For me, who read about this on the front page of the Kompas newspaper, this was an important and moving question. Even though they had already received asylum and had passports from European nations, they still wanted to feel that they were a part of Indonesia. This is why in the novel I stressed the strong desire of the Dimas character to define himself as an Indonesian who wanted to return to Indonesia to live and die, but who was unable to reach his homeland. Each year Dimas applies for a visa in order to be able to enter Indonesia, but he fails time and time again.

I chose to make it a family drama. Besides the political prisoners and exiles, those who suffered most were their families. I decided to make Pulang a story about Dimas and his family, with all of the little details in the daily lives of the families of political exiles including Dimas’ political prisoner friends and their families living in Jakarta. I was not interested in portraying the major events, such as political disputes among elite military circles.

I also intentionally did not pay a much attention to the authorities. The reason for doing so is simple enough, even though it would easily become a point of criticism. I felt that for 32 years the rulers had given their version of history so long that it had become the entrenched version. The New Order government had sufficiently spoken and dominated their view of Indonesian history. Now it was my turn to try and listen and understand those who had lived life as shadows. They existed, but they were non-entities. They had physical form, but they were not treated as complete human beings. For me, as the storyteller, I wanted to listen and (possibly) retell their stories, albeit as a work of fiction.

That is why I am interested in exploring what frolicked in the soul and minds of figures like Dimas Suryo in Santiago, in Havana, in Beijing, as well as in Paris. I am interested in the friendships and betrayals that exist in every relationship: romance and partings; joy and sadness, everything that exists in every family, though this particular life is far from that of a normal Indonesian family.

Beginning in 2005, each year Tempo magazine produced a special edition marking 30 September. In this first edition, prompted by Goenawan Mohamad’s suggestions, we included long features on ex-political prisoners and their families. The team of journalists, including myself, learnt of the difficulties endured by the families of political prisoners during Suharto’s regime. Again, what I portrayed in the novel was nothing compared to what the family experienced in real life.

From the outset I had decided that Pulang was not going to be a passionate novel about ideology. I did not want to put on any pretenses of wanting to join the political discussion. For me, that is not a novelist’s job. A novelist is a storyteller, not a historian or a politician who unleashes propaganda. The story is about the characters, the figures. I am just the medium.
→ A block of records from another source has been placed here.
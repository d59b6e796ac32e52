//! Tournament configuration.
//!
//! Immutable for one generation run. The wire format is `camelCase`
//! (`fields`, `matchDuration`, `breakDuration`, `startTime`, `specialPair`).

use chrono::{NaiveTime, Timelike};
use serde::{Deserialize, Serialize};
use std::fmt;
use std::str::FromStr;

use crate::error::RequestError;

/// Wall-clock time of day in minutes since midnight.
///
/// Parses and renders `HH:MM`. Rendering does not wrap past midnight:
/// 1450 minutes renders as `24:10`.
#[derive(Debug, Clone, Copy, PartialEq, Eq, PartialOrd, Ord, Hash, Serialize, Deserialize)]
#[serde(try_from = "String", into = "String")]
pub struct ClockTime {
    minutes: u32,
}

impl ClockTime {
    /// Creates a clock time from minutes since midnight.
    pub fn from_minutes(minutes: u32) -> Self {
        Self { minutes }
    }

    /// Creates a clock time from hours and minutes.
    pub fn hm(hours: u32, minutes: u32) -> Self {
        Self::from_minutes(hours * 60 + minutes)
    }

    /// Minutes since midnight.
    #[inline]
    pub fn minutes(&self) -> u32 {
        self.minutes
    }

    /// This time shifted forward by `minutes`.
    pub fn plus_minutes(self, minutes: u32) -> Self {
        Self::from_minutes(self.minutes.saturating_add(minutes))
    }
}

impl fmt::Display for ClockTime {
    fn fmt(&self, f: &mut fmt::Formatter<'_>) -> fmt::Result {
        write!(f, "{:02}:{:02}", self.minutes / 60, self.minutes % 60)
    }
}

impl FromStr for ClockTime {
    type Err = RequestError;

    fn from_str(s: &str) -> Result<Self, Self::Err> {
        let time = NaiveTime::parse_from_str(s.trim(), "%H:%M").map_err(|_| {
            RequestError::InvalidClockTime {
                value: s.to_string(),
            }
        })?;
        Ok(Self::hm(time.hour(), time.minute()))
    }
}

impl TryFrom<String> for ClockTime {
    type Error = RequestError;

    fn try_from(value: String) -> Result<Self, Self::Error> {
        value.parse()
    }
}

impl From<ClockTime> for String {
    fn from(value: ClockTime) -> Self {
        value.to_string()
    }
}

/// Two teams (by name) reserved for the final round.
#[derive(Debug, Clone, PartialEq, Eq, Serialize, Deserialize)]
#[serde(rename_all = "camelCase")]
pub struct SpecialPair {
    pub team_a: String,
    pub team_b: String,
}

impl SpecialPair {
    pub fn new(team_a: impl Into<String>, team_b: impl Into<String>) -> Self {
        Self {
            team_a: team_a.into(),
            team_b: team_b.into(),
        }
    }
}

/// Parameters of one tournament generation run.
#[derive(Debug, Clone, PartialEq, Eq, Serialize, Deserialize)]
#[serde(rename_all = "camelCase", default)]
pub struct TournamentConfig {
    /// Number of fields (matches per round at most).
    pub fields: u32,
    /// Match length (minutes).
    pub match_duration: u32,
    /// Break after each round (minutes).
    pub break_duration: u32,
    /// Start of the first round.
    pub start_time: ClockTime,
    /// Pair forced into the final round.
    pub special_pair: Option<SpecialPair>,
}

impl Default for TournamentConfig {
    fn default() -> Self {
        Self {
            fields: 4,
            match_duration: 12,
            break_duration: 3,
            start_time: ClockTime::hm(10, 0),
            special_pair: None,
        }
    }
}

impl TournamentConfig {
    /// Creates the default configuration.
    pub fn new() -> Self {
        Self::default()
    }

    pub fn with_fields(mut self, fields: u32) -> Self {
        self.fields = fields;
        self
    }

    pub fn with_match_duration(mut self, minutes: u32) -> Self {
        self.match_duration = minutes;
        self
    }

    pub fn with_break_duration(mut self, minutes: u32) -> Self {
        self.break_duration = minutes;
        self
    }

    pub fn with_start_time(mut self, start: ClockTime) -> Self {
        self.start_time = start;
        self
    }

    pub fn with_special_pair(mut self, team_a: impl Into<String>, team_b: impl Into<String>) -> Self {
        self.special_pair = Some(SpecialPair::new(team_a, team_b));
        self
    }

    /// Field capacity per round. A zero field count is treated as one.
    #[inline]
    pub fn capacity(&self) -> usize {
        self.fields.max(1) as usize
    }
}

#[cfg(test)]
mod tests {
    use super::*;

    #[test]
    fn test_clock_time_parse_and_display() {
        let t: ClockTime = "09:05".parse().unwrap();
        assert_eq!(t.minutes(), 545);
        assert_eq!(t.to_string(), "09:05");
        assert_eq!(" 10:00 ".parse::<ClockTime>().unwrap(), ClockTime::hm(10, 0));
    }

    #[test]
    fn test_clock_time_rejects_garbage() {
        assert!("25:00".parse::<ClockTime>().is_err());
        assert!("noon".parse::<ClockTime>().is_err());
        assert!("".parse::<ClockTime>().is_err());
    }

    #[test]
    fn test_clock_time_past_midnight_does_not_wrap() {
        let t = ClockTime::hm(23, 50).plus_minutes(20);
        assert_eq!(t.to_string(), "24:10");
    }

    #[test]
    fn test_config_defaults() {
        let config = TournamentConfig::default();
        assert_eq!(config.fields, 4);
        assert_eq!(config.match_duration, 12);
        assert_eq!(config.break_duration, 3);
        assert_eq!(config.start_time.to_string(), "10:00");
        assert!(config.special_pair.is_none());
    }

    #[test]
    fn test_config_builder_and_capacity() {
        let config = TournamentConfig::new()
            .with_fields(0)
            .with_match_duration(10)
            .with_break_duration(2)
            .with_start_time(ClockTime::hm(8, 30))
            .with_special_pair("A", "B");
        assert_eq!(config.capacity(), 1);
        assert_eq!(config.match_duration, 10);
        assert_eq!(config.special_pair, Some(SpecialPair::new("A", "B")));
    }

    #[test]
    fn test_config_json_wire_format() {
        let json = r#"{
            "fields": 2,
            "matchDuration": 10,
            "breakDuration": 2,
            "startTime": "10:00",
            "specialPair": { "teamA": "A", "teamB": "B" }
        }"#;
        let config: TournamentConfig = serde_json::from_str(json).unwrap();
        assert_eq!(config.fields, 2);
        assert_eq!(config.start_time, ClockTime::hm(10, 0));
        assert_eq!(config.special_pair.as_ref().unwrap().team_b, "B");

        let back = serde_json::to_value(&config).unwrap();
        assert_eq!(back["startTime"], "10:00");
        assert_eq!(back["matchDuration"], 10);
    }

    #[test]
    fn test_config_json_bad_start_time() {
        let json = r#"{ "startTime": "10h" }"#;
        assert!(serde_json::from_str::<TournamentConfig>(json).is_err());
    }
}
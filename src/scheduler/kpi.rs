//! Schedule quality metrics (KPIs).
//!
//! # Metrics
//!
//! | Metric | Definition |
//! |--------|-----------|
//! | Round count | Rounds in the timetable |
//! | Lower bound | max(⌈pairs / fields⌉, max team degree) |
//! | Exact | Whether the round partition is proven minimal |
//! | Matches per field | Load of each field |
//! | Max field streak | Longest same-field run of any team |
//! | Forced fields | Matches kept on a field against the streak rule |
//! | Duration | First round start to last round end (min) |

use std::collections::{BTreeMap, HashMap, HashSet};

use super::fields::MAX_FIELD_STREAK;
use crate::models::{PartitionMethod, Schedule};

/// Schedule performance indicators.
#[derive(Debug, Clone, PartialEq, Eq)]
pub struct ScheduleKpi {
    pub round_count: usize,
    pub match_count: usize,
    pub lower_bound: usize,
    /// Whether the generic rounds came from the exact search.
    pub exact: bool,
    /// Matches per field (1-based field → count). Every field is listed.
    pub matches_by_field: BTreeMap<u32, usize>,
    /// Longest run of consecutive played rounds any team spent on one field.
    pub max_field_streak: usize,
    /// Matches placed against the streak rule. A match whose two teams
    /// both broke their streak counts once.
    pub forced_field_count: usize,
    /// Minutes from first round start to last round end.
    pub duration_minutes: u32,
}

impl ScheduleKpi {
    /// Computes KPIs from a finished schedule.
    pub fn calculate(schedule: &Schedule) -> Self {
        let mut matches_by_field: BTreeMap<u32, usize> =
            (1..=schedule.fields).map(|f| (f, 0)).collect();
        let mut streaks: HashMap<&str, (u32, usize)> = HashMap::new();
        let mut max_field_streak = 0;

        for round in &schedule.rounds {
            for m in &round.matches {
                *matches_by_field.entry(m.field).or_insert(0) += 1;

                for team in [m.team_a.as_str(), m.team_b.as_str()] {
                    let entry = streaks.entry(team).or_insert((m.field, 0));
                    if entry.0 == m.field {
                        entry.1 += 1;
                    } else {
                        *entry = (m.field, 1);
                    }
                    max_field_streak = max_field_streak.max(entry.1);
                }
            }
        }

        let forced: HashSet<(usize, u32)> = schedule
            .violations
            .iter()
            .filter_map(|v| {
                let round = schedule.rounds.get(v.round_index)?;
                let m = round.matches.iter().find(|m| m.involves(&v.entity_id))?;
                Some((v.round_index, m.field))
            })
            .collect();

        let duration_minutes = match (schedule.rounds.first(), schedule.rounds.last()) {
            (Some(first), Some(last)) => last.end.minutes().saturating_sub(first.start.minutes()),
            _ => 0,
        };

        Self {
            round_count: schedule.round_count(),
            match_count: schedule.match_count(),
            lower_bound: schedule.lower_bound,
            exact: schedule.method == PartitionMethod::Exact,
            matches_by_field,
            max_field_streak,
            forced_field_count: forced.len(),
            duration_minutes,
        }
    }

    /// Rounds beyond the lower bound.
    pub fn excess_rounds(&self) -> usize {
        self.round_count.saturating_sub(self.lower_bound)
    }

    /// Whether every team stayed within the field streak limit.
    pub fn is_fair(&self) -> bool {
        self.max_field_streak <= MAX_FIELD_STREAK as usize
    }
}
I felt I owed it to myself to find out about that black hole which had been covered up for 32 years by the New Order, the story of the suffering of those whose ‘voices may not be heard’, and ‘whose bodies may not be seen‘, who are not recorded in history. It was well-said by Bagus Takwin, a lecturer in the Faculty of Psychology at the University of Indonesia in a discussion last January at Salihara, that this novel is about ‘those who were not counted in the collective known as Indonesia’.
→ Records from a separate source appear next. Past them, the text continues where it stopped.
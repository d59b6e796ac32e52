//! Fair-play field assignment.
//!
//! # Rule
//! A team should not be put on the same field in more than two
//! consecutive rounds in which it plays.
//!
//! # Algorithm
//! Rounds and matches are processed in order. For each match the first
//! free field `1..=F` is taken on which neither team would extend a
//! streak of two. When no such field exists the first free field is
//! taken anyway and the choice is reported as a `ForcedField`.
//! Each round's matches are then sorted by field.
//!
//! Per-team state (`last_field`, `streak`) lives in the assigner for one
//! schedule build only.

use std::collections::HashMap;

use crate::models::{Pair, Round, TeamId};

/// Longest run of consecutive rounds a team may spend on one field.
pub const MAX_FIELD_STREAK: u32 = 2;

/// A team's recent field history.
#[derive(Debug, Clone, Copy, PartialEq, Eq)]
pub struct FieldStreak {
    /// Field of the team's most recent match.
    pub last_field: u32,
    /// Consecutive matches played on `last_field`.
    pub streak: u32,
}

/// A field given to a match although it breaks the streak rule.
#[derive(Debug, Clone, Copy, PartialEq, Eq)]
pub struct ForcedField {
    pub round_index: usize,
    pub pair: Pair,
    pub field: u32,
}

/// Assigns fields to matches across rounds.
#[derive(Debug, Clone)]
pub struct FieldAssigner {
    fields: u32,
    history: HashMap<TeamId, FieldStreak>,
}

impl FieldAssigner {
    /// Creates an assigner for `fields` fields. Zero is treated as one.
    pub fn new(fields: u32) -> Self {
        Self {
            fields: fields.max(1),
            history: HashMap::new(),
        }
    }

    /// Current streak of a team, if it has played.
    pub fn streak(&self, team: TeamId) -> Option<FieldStreak> {
        self.history.get(&team).copied()
    }

    /// Assigns a field to every match, returning the forced choices.
    pub fn assign(&mut self, rounds: &mut [Round]) -> Vec<ForcedField> {
        let mut forced = Vec::new();

        for (round_index, round) in rounds.iter_mut().enumerate() {
            let mut used = vec![false; self.fields as usize + 1];

            for m in &mut round.matches {
                let fair = (1..=self.fields).find(|&f| !used[f as usize] && self.is_fair(m.pair, f));
                let Some(field) = fair.or_else(|| (1..=self.fields).find(|&f| !used[f as usize]))
                else {
                    continue;
                };
                if fair.is_none() {
                    log::debug!("Round {}: no fair field left, forcing field {}", round_index + 1, field);
                    forced.push(ForcedField {
                        round_index,
                        pair: m.pair,
                        field,
                    });
                }

                used[field as usize] = true;
                m.field = Some(field);
                for team in m.pair.teams() {
                    self.record(team, field);
                }
            }

            round.matches.sort_by_key(|m| m.field);
        }

        forced
    }

    fn is_fair(&self, pair: Pair, field: u32) -> bool {
        pair.teams().iter().all(|t| match self.history.get(t) {
            Some(h) => h.last_field != field || h.streak < MAX_FIELD_STREAK,
            None => true,
        })
    }

    fn record(&mut self, team: TeamId, field: u32) {
        self.history
            .entry(team)
            .and_modify(|h| {
                if h.last_field == field {
                    h.streak += 1;
                } else {
                    *h = FieldStreak {
                        last_field: field,
                        streak: 1,
                    };
                }
            })
            .or_insert(FieldStreak {
                last_field: field,
                streak: 1,
            });
    }
}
Lintang and the next generation

These 'voices from the unheard' became the focus of attention in the final academic task of the Lintang Utara character, when she decided to go to Indonesia. Lintang Utara, Segara Alam and Bimo Nugroho are from the second generation in this novel, representing a generation that – as Goenawan Mohamad said in the work Catatan Pinggir – actively and consciously ‘wants to change Indonesia’. The youths who ‘took over the story want a different republic, one with the liberty their fathers and mothers never got to enjoy’.
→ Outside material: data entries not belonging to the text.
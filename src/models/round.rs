//! Match and round models used while building a schedule.

use serde::{Deserialize, Serialize};

use super::{Pair, TeamId};

/// A single match between two teams.
#[derive(Debug, Clone, Copy, PartialEq, Eq, Serialize, Deserialize)]
pub struct Match {
    /// The two teams.
    pub pair: Pair,
    /// Field number (1-based). `None` until field assignment runs.
    pub field: Option<u32>,
}

impl Match {
    /// Creates a match with no field assigned.
    pub fn new(pair: Pair) -> Self {
        Self { pair, field: None }
    }
}

/// A time slot in which matches are played concurrently.
///
/// Invariant: no team appears in more than one match of the round.
#[derive(Debug, Clone, Default, PartialEq, Eq, Serialize, Deserialize)]
pub struct Round {
    /// Matches in this round.
    pub matches: Vec<Match>,
}

impl Round {
    /// Creates an empty round.
    pub fn new() -> Self {
        Self::default()
    }

    /// Builds a round from pairs, keeping their order.
    pub fn from_pairs(pairs: impl IntoIterator<Item = Pair>) -> Self {
        Self {
            matches: pairs.into_iter().map(Match::new).collect(),
        }
    }

    /// Number of matches.
    pub fn len(&self) -> usize {
        self.matches.len()
    }

    /// Whether the round has no matches.
    pub fn is_empty(&self) -> bool {
        self.matches.is_empty()
    }

    /// Whether a team already plays in this round.
    pub fn contains_team(&self, team: TeamId) -> bool {
        self.matches.iter().any(|m| m.pair.contains(team))
    }

    /// Whether the pair can join this round under the given field capacity.
    pub fn accepts(&self, pair: Pair, capacity: usize) -> bool {
        self.len() < capacity && pair.teams().iter().all(|&t| !self.contains_team(t))
    }
}
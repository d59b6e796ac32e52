//! Tournament scheduling pipeline and KPI evaluation.
//!
//! # Components
//!
//! - `pairs`: eligible pair generation (club exclusion, special pair carve-out)
//! - `partition`: minimum-round partition by budgeted backtracking, greedy fallback
//! - `special`: special pair placement in the final round
//! - `fields`: fair-play field assignment (at most two consecutive rounds per field)
//! - `clock`: round time slots and labels
//! - `tournament`: the orchestrating `TournamentScheduler`
//!
//! # KPI
//!
//! `ScheduleKpi` reports round count against the lower bound, field load,
//! field streaks, and total duration.
//!
//! # References
//!
//! - de Werra (1981), "Scheduling in sports"
//! - Kendall et al. (2010), "Scheduling in sports: An annotated bibliography"

mod clock;
mod fields;
mod kpi;
mod pairs;
mod partition;
mod special;
mod tournament;

pub use clock::{RoundClock, TimeSlot};
pub use fields::{FieldAssigner, FieldStreak, ForcedField, MAX_FIELD_STREAK};
pub use kpi::ScheduleKpi;
pub use pairs::{generate_pairs, max_degree, resolve_special_pair};
pub use partition::{lower_bound, Partition, PartitionConfig, RoundPartitioner};
pub use special::{insert_special_pair, SpecialPlacement};
pub use tournament::{ScheduleRequest, TournamentScheduler};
Nothing is more pleasing for a writer if the intensity of the characters they create can be understood by the readers. For me, Lintang represents many youths of her generation, myself included, who intentionally make efforts to define what 'Indonesia’ is all about.

I always refer to a poem by Jalaluddin Rumi, from the Fantastic Stories of Persia: ‘Have you ever known a name without a nature? Or can you pick a rose from a “rose”?’ This verse forces me to see and understand everything more deeply. Lintang knows Indonesia, a part of Indonesia, from her father’s stories that actually have become a figure of history. Ironically, he is a part of Indonesia’s history that is not written.

For that, Lintang needs and wants to go to Indonesia to seek and swim in ’the blood relationship which I do not know called Indonesia’. Ever since she was a child Lintang has been well-acquainted with this chaotic politics and history. She knew why her father was in Paris: not for education; not an excursion; and not for work. She watched how the restaurant, where her father and his friends made their living, was terrorised. However, these are the only splashes and fragments she is experiencing. It is far lighter than what the families of prisoners’ experience in Indonesia. With that realisation, Lintang faces her professor, and says ‘I think I will not make myself a victim’.

In Indonesia, Lintang meets with children of her father’s friends, Segara Alam, the son of Hananto, and Bimo Nugroho, the son of Nugroho Dewantoro. From these two new friends Lintang feels that the life of advocacy taken up by those two activists is a way of life which is similar to her own direction: searching for a new definition of Indonesia.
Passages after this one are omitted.